The thesis I started with survives the scrutiny, and it survives it stronger for the caveats: Iranian anger at the United States is rational, historically grounded, and morally serious. It did not come from the Quran. It came from Operation Ajax, from a stolen audit, from a desert party, from a war Washington would not let Iran win. Anyone who calls that anger “mad” or “crazy” has simply declined to read.

Now, the mirror-image error is just as corrosive, and I will not pretend otherwise to make the argument land cleaner. Iran is not innocent. Its government has tortured, executed, repressed, and exported violence, much of it against the very people in whose name it chants. There are no clean hands in this story — not Britain’s, not America’s, not the shah’s, not the Islamic Republic’s. The honest conclusion is not that one side is the cartoon villain and the other the blameless victim. It is that this is a history of injuries inflicted in many directions, that the West’s are real and largely unacknowledged in Western media these days, that Iran’s are real and largely unmentioned by its defenders, and that understanding any of this requires the discipline to refuse any flattering stories.

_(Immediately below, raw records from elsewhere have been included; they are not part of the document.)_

//! # autodoc Core
//!
//! A small HTTP route table that documents itself.
//!
//! Routes are registered with a comment and the shapes of their request
//! and response bodies. The router keeps a text and a JSON rendering of
//! that documentation and serves both under `/mgmt/help`.
//!
//! ## Modules
//!
//! - `shape` - Shape descriptors, the `Describe` and `FieldType` traits
//! - `link` - Folding referenced shapes into their parents
//! - `route` - Route keys, matchers and entries
//! - `router` - Route table: registration and matching
//! - `docs` - Comment payloads and the text/JSON documentation views
//! - `server` - HTTP front door built on Hyper
//! - `request` - HTTP request wrapper with headers and query parsing
//! - `config` - Server configuration and environment overrides
//! - `telemetry` - Tracing subscriber setup
//! - `error` - Error types and handling
//!
//! ## Example
//!
//! ```ignore
//! use autodoc_core::{handler, shape_of, Describe, Response, Router, Server};
//!
//! #[derive(Describe)]
//! struct User {
//!     #[describe(description = "unique id")]
//!     id: i64,
//! }
//!
//! let mut router = Router::new();
//! router.add(
//!     "GET",
//!     r"/users/(\d+)",
//!     handler(|req| async move { Response::text(req.params.join(",")) }),
//!     "Fetch a user",
//!     Vec::new(),
//!     vec![shape_of::<User>()?],
//! )?;
//! Server::new(router).serve().await?;
//! ```

#![warn(missing_docs)]
#![warn(clippy::all)]
#![warn(clippy::pedantic)]

// Lets `#[derive(Describe)]` output resolve inside this crate's own tests.
extern crate self as autodoc_core;

pub mod config;
pub mod docs;
pub mod error;
pub mod link;
pub mod request;
pub mod route;
pub mod router;
pub mod server;
pub mod shape;
pub mod telemetry;

pub use autodoc_macros::Describe;
pub use config::ServerConfig;
pub use docs::{render_json, render_text, CommentPayload};
pub use error::{Error, Result};
pub use link::link_shapes;
pub use request::Request;
pub use route::{Endpoint, HelpFormat, RouteEntry, RouteKey, ANY_METHOD};
pub use router::{RouteMatch, Router};
pub use server::{handler, Handler, Response, Server};
pub use shape::{
    shape_of, Describe, FieldDescriptor, FieldSpec, FieldType, ShapeBuilder, ShapeDescriptor,
    HIDDEN,
};
pub use telemetry::{init_tracing, LogFormat};

/// Library version
pub const VERSION: &str = env!("CARGO_PKG_VERSION");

Iran is not a cartoon. Neither is it a saint. It is an old and complicated civilization with a long memory and a hard government, wronged by foreign powers and wronging its own people, and it deserves to be understood as the difficult real thing it is rather than as either of the convenient fictions we keep reaching for.

Civilizations have long memories. So should historians — including for the parts that complicate the case they would try to make.


A note on sources

The interpretive backbone here rests on standard scholarship rather than on any single polemic. On the oil concession, the 1953 coup, and the Pahlavi period: Ervand Abrahamian, “A History of Modern Iran” (Cambridge University Press, 2008) and “The Coup: 1953, the CIA, and the Roots of Modern US-Iranian Relations” (The New Press, 2013); Stephen Kinzer, “All the Shah’s Men” (Wiley, 2003); and Mark J. Gasiorowski and Malcolm Byrne, eds., “Mohammad Mosaddeq and the 1953 Coup in Iran” (Syracuse University Press, 2004). The CIA’s 2013 acknowledgment of the coup was released via the National Security Archive (George Washington University). On the revolution and the Republic: Michael Axworthy, “Revolutionary Iran: A History of the Islamic Republic” (Penguin/Oxford University Press, 2013), and Ervand Abrahamian, “Tortured Confessions” (University of California Press, 1999), on the 1988 prison executions. Ryszard Kapuściński’s “Shah of Shahs” (Polish 1982; English translation 1985) is the source for the texture of the late monarchy.

On the Iran-Iraq war and the American role: Bruce Jentleson, “With Friends Like These: Reagan, Bush, and Saddam, 1982–1990” (W. W. Norton, 1994); Joost Hiltermann, “A Poisonous Affair: America, Iraq, and the Gassing of Halabja” (Cambridge University Press, 2007); Bruce Riedel, “Lessons from America’s First War with Iran” (Brookings Institution, 2013); and Shane Harris and Matthew M. Aid, “Exclusive: CIA Files Prove America Helped Saddam as He Gassed Iran,” Foreign Policy (Aug. 26, 2013). The debunking of the “green light” theory for the 1980 invasion draws on the work of Bryan R. Gibson and on Williamson Murray and Kevin M. Woods, “The Iran-Iraq War: A Military and Strategic History” (Cambridge University Press, 2014). The precursor-supply findings (Singapore, the Netherlands, Egypt, India, West Germany as the principal sources) come from United Nations investigative reporting compiled after the war; the documentary record of the US tilt, including the Teicher affidavit and the Rumsfeld-Saddam meeting, is held by the National Security Archive.